The Return of the Prodigal Son: A Story of Homecoming – Part 2: The Elder Son

Now the elder son was out in the fields, and on his way back, as he drew near the house, he could hear music and dancing. Calling one of the servants he asked what it was all about. The servant told him, “Your brother has come, and your father has killed the calf we had been fattening because he has got him back safe and sound.” He was angry then and refused to go in, and his father came out and began to urge him to come in; but he retorted to his father, “All these years I have slaved for you and never once disobeyed any orders of yours, yet you never offered me so much as a kid for me to celebrate with my friends. But, for this son of yours, when he comes back after swallowing up your property -he and his loose women- you kill the calf we had been fattening.” (Luke 15:25-30)

The elder son leaves

The main observer, watching the father embracing his returning son, appears very withdrawn.

This parable might well be called “The Parable of the Lost Sons.: Not only did the younger son, who left home to look for freedom and happiness in a distant country, get lost, but the one who stayed home also became a lost man. Exteriorly he did all the things a good son is supposed to do, but, interiorly, he wandered away from his father. He did his duty, worked hard every day, and fulfilled all his obligations but became increasingly unhappy and unfree.

This is not something unique. There are many elder sons and elder daughters who are lost while still at home.

The lostness of the elder son, however, is much harder to identify. After all, he did all the right things. He was obedient, dutiful, law-abiding, and hardworking. People respected him, admired him, praised him, and likely considered him a model son. Outwardly, the elder son was faultless. But when confronted by his father’s joy at the return of his younger brother, a dark power erupts in him and boils to the surface.
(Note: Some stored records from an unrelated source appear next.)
//! Council domain entities: phases, drafts and rounds.
//!
//! A [`RoundAccumulator`] collects outcomes while a phase is in flight; it is
//! written at most once per role. Sealing it yields an immutable [`Round`],
//! which is the only thing later phases may read.

use crate::core::error::DomainError;
use crate::core::provider::ProviderId;
use crate::council::role::Role;
use serde::{Deserialize, Serialize};
use std::collections::BTreeMap;
use std::sync::Arc;

/// Phase of a council run
#[derive(Debug, Clone, Copy, PartialEq, Eq, Hash, Serialize, Deserialize)]
#[serde(rename_all = "lowercase")]
pub enum Phase {
    /// Every participant drafts an independent answer
    Draft,
    /// Collaborative: each participant improves using its peers' drafts
    Improve,
    /// Adversarial: pick a leading draft or declare consensus (no calls)
    Triage,
    /// Adversarial: non-leading participants critique the leading draft
    Attack,
    /// The synthesizer/judge produces the final artifact
    Synthesis,
}

impl Phase {
    pub fn as_str(&self) -> &str {
        match self {
            Phase::Draft => "draft",
            Phase::Improve => "improve",
            Phase::Triage => "triage",
            Phase::Attack => "attack",
            Phase::Synthesis => "synthesis",
        }
    }

    pub fn display_name(&self) -> &str {
        match self {
            Phase::Draft => "Draft",
            Phase::Improve => "Improve",
            Phase::Triage => "Triage",
            Phase::Attack => "Attack",
            Phase::Synthesis => "Synthesis",
        }
    }
}

impl std::fmt::Display for Phase {
    fn fmt(&self, f: &mut std::fmt::Formatter<'_>) -> std::fmt::Result {
        write!(f, "{}", self.display_name())
    }
}

/// Text produced by one participant in one phase.
///
/// Immutable once produced; later phases hold it behind an `Arc`.
#[derive(Debug, Clone, PartialEq, Eq, Serialize, Deserialize)]
pub struct Draft {
    pub role: Role,
    pub phase: Phase,
    /// Provider that actually answered (may be a fallback)
    pub provider: ProviderId,
    pub content: String,
}

impl Draft {
    pub fn new(role: Role, phase: Phase, provider: ProviderId, content: impl Into<String>) -> Self {
        Self {
            role,
            phase,
            provider,
            content: content.into(),
        }
    }
}

/// One failed provider attempt within a participant's fallback chain
#[derive(Debug, Clone, PartialEq, Eq, Serialize, Deserialize)]
pub struct ProviderAttempt {
    pub provider: ProviderId,
    pub error: String,
}

/// A participant that ended its phase without a draft
#[derive(Debug, Clone, PartialEq, Eq, Serialize, Deserialize)]
pub struct ParticipantFailure {
    pub role: Role,
    pub phase: Phase,
    /// Every provider tried, in order
    pub attempts: Vec<ProviderAttempt>,
    /// Set when the phase deadline cut the participant off
    #[serde(default, skip_serializing_if = "std::ops::Not::not")]
    pub deadline_exceeded: bool,
}

impl ParticipantFailure {
    pub fn new(role: Role, phase: Phase, attempts: Vec<ProviderAttempt>) -> Self {
        Self {
            role,
            phase,
            attempts,
            deadline_exceeded: false,
        }
    }

    /// Failure recorded when the phase barrier closed on a running call
    pub fn deadline(role: Role, phase: Phase) -> Self {
        Self {
            role,
            phase,
            attempts: Vec::new(),
            deadline_exceeded: true,
        }
    }

    /// One-line summary of why the participant failed
    pub fn reason(&self) -> String {
        if self.deadline_exceeded {
            return "phase deadline exceeded".to_string();
        }
        if self.attempts.is_empty() {
            return "no providers configured".to_string();
        }
        self.attempts
            .iter()
            .map(|a| format!("{}: {}", a.provider, a.error))
            .collect::<Vec<_>>()
            .join("; ")
    }
}

/// Terminal state of a participant's slot in a round
#[derive(Debug, Clone, PartialEq, Eq, Serialize, Deserialize)]
#[serde(tag = "status", content = "value", rename_all = "lowercase")]
pub enum SlotOutcome {
    Drafted(Arc<Draft>),
    Failed(ParticipantFailure),
}

impl SlotOutcome {
    pub fn draft(&self) -> Option<&Arc<Draft>> {
        match self {
            SlotOutcome::Drafted(draft) => Some(draft),
            SlotOutcome::Failed(_) => None,
        }
    }

    pub fn is_drafted(&self) -> bool {
        matches!(self, SlotOutcome::Drafted(_))
    }
}

#[derive(Debug, Clone)]
enum SlotState {
    Pending,
    Settled(SlotOutcome),
}

/// Mutable accumulator for a phase in flight.
///
/// Each role is written at most once; a second write for the same role is
/// ignored.
#[derive(Debug, Clone)]
pub struct RoundAccumulator {
    phase: Phase,
    slots: BTreeMap<Role, SlotState>,
}

impl RoundAccumulator {
    pub fn new(phase: Phase, roles: impl IntoIterator<Item = Role>) -> Self {
        Self {
            phase,
            slots: roles.into_iter().map(|r| (r, SlotState::Pending)).collect(),
        }
    }

    pub fn phase(&self) -> Phase {
        self.phase
    }

    /// Record a participant's outcome. Returns `false` if the role was not
    /// dispatched in this phase or already settled.
    pub fn record(&mut self, role: Role, outcome: SlotOutcome) -> bool {
        match self.slots.get_mut(&role) {
            Some(slot) if matches!(slot, SlotState::Pending) => {
                *slot = SlotState::Settled(outcome);
                true
            }
            _ => false,
        }
    }

    /// Roles that have not settled yet
    pub fn pending(&self) -> Vec<Role> {
        self.slots
            .iter()
            .filter(|(_, s)| matches!(s, SlotState::Pending))
            .map(|(r, _)| *r)
            .collect()
    }

    /// Mark every still-pending slot as failed by the phase deadline
    pub fn expire_pending(&mut self) {
        let phase = self.phase;
        for (role, slot) in self.slots.iter_mut() {
            if matches!(slot, SlotState::Pending) {
                *slot = SlotState::Settled(SlotOutcome::Failed(ParticipantFailure::deadline(
                    *role, phase,
                )));
            }
        }
    }

    /// Close the barrier. Fails if any participant is still outstanding.
    pub fn seal(self) -> Result<Round, DomainError> {
        let pending = self.pending();
        if !pending.is_empty() {
            return Err(DomainError::RoundIncomplete {
                phase: self.phase,
                pending,
            });
        }

        let slots = self
            .slots
            .into_iter()
            .filter_map(|(role, state)| match state {
                SlotState::Settled(outcome) => Some((role, outcome)),
                SlotState::Pending => None,
            })
            .collect();

        Ok(Round {
            phase: self.phase,
            slots,
        })
    }
}

/// A complete, read-only set of outcomes for one phase, keyed by role
#[derive(Debug, Clone, PartialEq, Eq, Serialize, Deserialize)]
pub struct Round {
    phase: Phase,
    slots: BTreeMap<Role, SlotOutcome>,
}

impl Round {
    pub fn phase(&self) -> Phase {
        self.phase
    }

    pub fn len(&self) -> usize {
        self.slots.len()
    }

    pub fn is_empty(&self) -> bool {
        self.slots.is_empty()
    }

    pub fn roles(&self) -> impl Iterator<Item = Role> + '_ {
        self.slots.keys().copied()
    }

    pub fn outcome(&self, role: Role) -> Option<&SlotOutcome> {
        self.slots.get(&role)
    }

    pub fn draft(&self, role: Role) -> Option<&Arc<Draft>> {
        self.slots.get(&role).and_then(SlotOutcome::draft)
    }

    /// Drafts in roster order
    pub fn drafts(&self) -> impl Iterator<Item = &Arc<Draft>> {
        self.slots.values().filter_map(SlotOutcome::draft)
    }

    pub fn failures(&self) -> impl Iterator<Item = &ParticipantFailure> {
        self.slots.values().filter_map(|o| match o {
            SlotOutcome::Failed(f) => Some(f),
            SlotOutcome::Drafted(_) => None,
        })
    }

    pub fn draft_count(&self) -> usize {
        self.drafts().count()
    }

    pub fn failure_count(&self) -> usize {
        self.failures().count()
    }

    /// Every dispatched participant failed
    pub fn is_total_failure(&self) -> bool {
        !self.slots.is_empty() && self.draft_count() == 0
    }
}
Suddenly, there becomes glaringly visible a resentful, proud, unkind, selfish person, one that had remained deeply hidden, even though it had been growing stronger and more powerful over the years.

There is so much frozen anger among the people who are so concerned about avoiding “sin”.

Why do people not thank me, not invite me, not play with me, not honor me, while they pay so much attention to those who take life so easily and so casually?

Whenever I express my complaints in the hope of evoking pity and receiving the satisfaction I so much desire, the result is always the opposite of what I tried. A complainer is hard to live with, and very few people know how to respond to the complaints made by a self-rejecting person. The tragedy is that, often, the complaint, once expressed, leads to that which is most feared: further rejection.

The story says: “Calling one of the servants, he asked what it was all about.” There is the fear that I am excluded again, that someone didn’t tell me what was going on, that I was kept out of things. The complaint resurges immediately: “Why was I not informed, what is this all about?” The unsuspecting servant, full of excitement and eager to share the good news, explains: “Your brother has come, and your father has killed the calf we had been fattening because he has got him back safe and sound.” But this shout of joy cannot be received. Instead of relief and gratitude, the servant’s joy summons up the opposite: “He was angry then and refused to go in.” Joy and resentment cannot coexist. The music and dancing, instead of inviting to joy, become a cause for even greater withdrawal.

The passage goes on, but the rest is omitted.